09 Nov 22 Orbel – ‘Lur Hezea’
Album / Usopop Diskak – Medication Time / 05.11.2022
Rock darkwave
Si l’on a souvent tendance à regarder au-delà de l’Hexagone pour trouver des projet hors des lignes et de l’ère du temps, il serait dommage de ne pas s’arrêter ce mois-ci à l’extrême sud-ouest de notre carte, du côté de Bayonne. Réputée pour son climat estival et ses fêtes dionysiaques, la ville cache pourtant en son sein des artistes dont la musique semble issue de froides contrées nordiques.
Orbel, groupe à la parité exemplaire, tient à ses racines et offre donc un chant en basque, cette intention participant à la sensation d’étrangeté et au mysticisme de son univers. Mais au-delà des mots, c’est bien avec ses rythmiques tribales, ses mélodies envoûtantes et ses textures massives que la formation hypnotise. Car il s’agit ici d’une expérience musicale aux frontières de la magie pure, quelque part entre exorcisme électrique et chamanisme électronique, à l’image du rituel païen présent dans l’imagerie du clip d’Irentsi. Le groupe se paie alors le luxe, bien trop rare, de proposer un univers d’une telle densité qu’il faudra de multiples écoutes pour en déterminer les contours, les enjeux réels et sa dimensions humaine. Car à moins de posséder un esprit terriblement résistant et cartésien, il semble impossible de ne pas se laisser pleinement emporter par l’expérience, en se perdant dans les méandres des voix, des nappes synthétiques, des arrangements tortueux et des percussions acérées de ces huit titres édifiants.
Après un EP en 2018 et surtout un premier album bluffant, Hegan, sorti il y a maintenant trois ans, le groupe a fait le choix de s’entourer ici du producteur Amaury Sauvé (Birds In Row, It It Anita) pour réaliser les sessions et le mix de ce disque hors du commun. Délaissant ses orientations post-rock pour tendre vers le trip-hop tout en conservant ses obsessions doom metal et dark wave, c’est ici la puissance des sons et des émotions qui domine, bien au-delà des genres et des influences.
Introduit par le programmatique Orbain Irekiak (‘cicatrices ouvertes’), dévoilant dès ses premières secondes les basses vrombissantes, les aigus perçants et les percussions cliniques qui feront la marque du disque, les polyphonies vocales incantatoires s’imposent ensuite plus frontalement sur Ufada, toujours dans une ambiance crépusculaire. Tandis que Heriosko Glitza ou surtout le déchirant Lo misent avant tout sur la réverbération et la sobriété pour déployer toute sa mélancolie et nous toucher droit au cœur, le magnétique Irentsi ou l’apocalyptique Okerra semblent autant à voir avec le corps qu’avec l’esprit. En effet, la transe est reine dans le monde d’Orbel, et la berceuse gothique Hitzordua (‘rendez-vous’) ou la conclusion Gau Batez (‘une nuit’) ne font pas exception à la règle.

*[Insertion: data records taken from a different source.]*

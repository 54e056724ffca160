//! Device execution backends.
//!
//! A [`Backend`] compiles kernels, turns [`KernelArg`] descriptions into device
//! handles, and launches kernels returning a [`KernelTime`] per launch. Session
//! lifecycle and failure recovery live in [`crate::session`]; backends only
//! report what went wrong.

pub mod host;
#[cfg(all(feature = "metal", target_os = "macos"))]
pub mod metal;

use serde::{Deserialize, Serialize};
use std::fmt;

use crate::args::{DeviceArg, KernelArg};
use crate::error::BackendError;
use crate::format::format_bytes;
use crate::geometry::Geometry;
use crate::timing::{KernelTime, Timeout};

pub use host::{HostArg, HostBackend, HostKernel, HostKernelFn};
#[cfg(all(feature = "metal", target_os = "macos"))]
pub use self::metal::MetalBackend;

/// Read-only properties of the selected device.
#[derive(Debug, Clone, PartialEq, Eq, Serialize, Deserialize)]
pub struct DeviceInfo {
    pub platform_name: String,
    pub device_name: String,
    pub device_type: String,
    pub local_mem_bytes: u64,
    pub global_mem_bytes: u64,
    pub max_mem_alloc_bytes: u64,
    pub max_work_group_size: usize,
    pub supports_double: bool,
}

impl fmt::Display for DeviceInfo {
    fn fmt(&self, f: &mut fmt::Formatter<'_>) -> fmt::Result {
        writeln!(f, "Platform:        {}", self.platform_name)?;
        writeln!(
            f,
            "Device:          {} ({})",
            self.device_name, self.device_type
        )?;
        writeln!(f, "Global memory:   {}", format_bytes(self.global_mem_bytes))?;
        writeln!(f, "Local memory:    {}", format_bytes(self.local_mem_bytes))?;
        writeln!(
            f,
            "Max allocation:  {}",
            format_bytes(self.max_mem_alloc_bytes)
        )?;
        writeln!(f, "Max work group:  {}", self.max_work_group_size)?;
        let double = if self.supports_double { "yes" } else { "no" };
        write!(f, "Double support:  {double}")
    }
}

/// The device-facing primitives the orchestrator is built on.
///
/// Calls are synchronous: each returns once the device work it issued has
/// completed. One caller at a time.
pub trait Backend {
    /// A compiled kernel, ready to launch.
    type Kernel;
    /// A device-side argument handle.
    type Arg: DeviceArg;

    /// Short identifier used in logs and reports.
    fn name(&self) -> &'static str;

    fn init_session(&mut self, platform: usize, device: usize) -> Result<(), BackendError>;

    fn shutdown_session(&mut self) -> Result<(), BackendError>;

    fn compile(
        &mut self,
        source: &str,
        entry_point: &str,
        options: &str,
    ) -> Result<Self::Kernel, BackendError>;

    fn create_arg(&mut self, arg: &KernelArg) -> Result<Self::Arg, BackendError>;

    /// Upload every argument, launch once, download outputs.
    fn execute_once(
        &mut self,
        kernel: &Self::Kernel,
        geometry: &Geometry,
        args: &mut [Self::Arg],
    ) -> Result<KernelTime, BackendError>;

    /// Launch `iterations` times, returning samples in execution order.
    ///
    /// With an enabled `timeout`, a first iteration whose total exceeds it ends the
    /// run after that one sample.
    fn execute_many(
        &mut self,
        kernel: &Self::Kernel,
        geometry: &Geometry,
        args: &mut [Self::Arg],
        iterations: u32,
        timeout: Timeout,
    ) -> Result<Vec<KernelTime>, BackendError> {
        run_iterations(iterations, timeout, args, |args| {
            self.execute_once(kernel, geometry, args)
        })
    }

    fn device_info(&self) -> Result<DeviceInfo, BackendError>;
}

/// The bounded-iteration loop behind [`Backend::execute_many`].
///
/// Arguments are cleared before every iteration. Only the first sample is checked
/// against `timeout`.
pub fn run_iterations<A, F>(
    iterations: u32,
    timeout: Timeout,
    args: &mut [A],
    mut launch: F,
) -> Result<Vec<KernelTime>, BackendError>
where
    A: DeviceArg,
    F: FnMut(&mut [A]) -> Result<KernelTime, BackendError>,
{
    let mut samples = Vec::with_capacity(iterations as usize);
    for i in 0..iterations {
        args.iter_mut().for_each(DeviceArg::clear);
        let sample = launch(args)?;
        samples.push(sample);

        if i == 0 && timeout.curtails(&sample) {
            tracing::debug!(
                total_ms = sample.total(),
                timeout_s = timeout.as_secs_f64(),
                skipped = iterations - 1,
                "first iteration exceeded timeout"
            );
            break;
        }
    }
    Ok(samples)
}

En dehors de la noirceur de ses titres, Lur Hezea frappe surtout par sa cohérence, sa profondeur et ses voix célestes, harmonies qui tendent vers celles des chants traditionnels basques, bulgares ou du sud de l’Italie, tout en y apportant une touche de modernité salvatrice. De quoi plonger, corps et âme, dans le volcan de cette ‘terre humide’ où tout n’est que matière, magma, magie.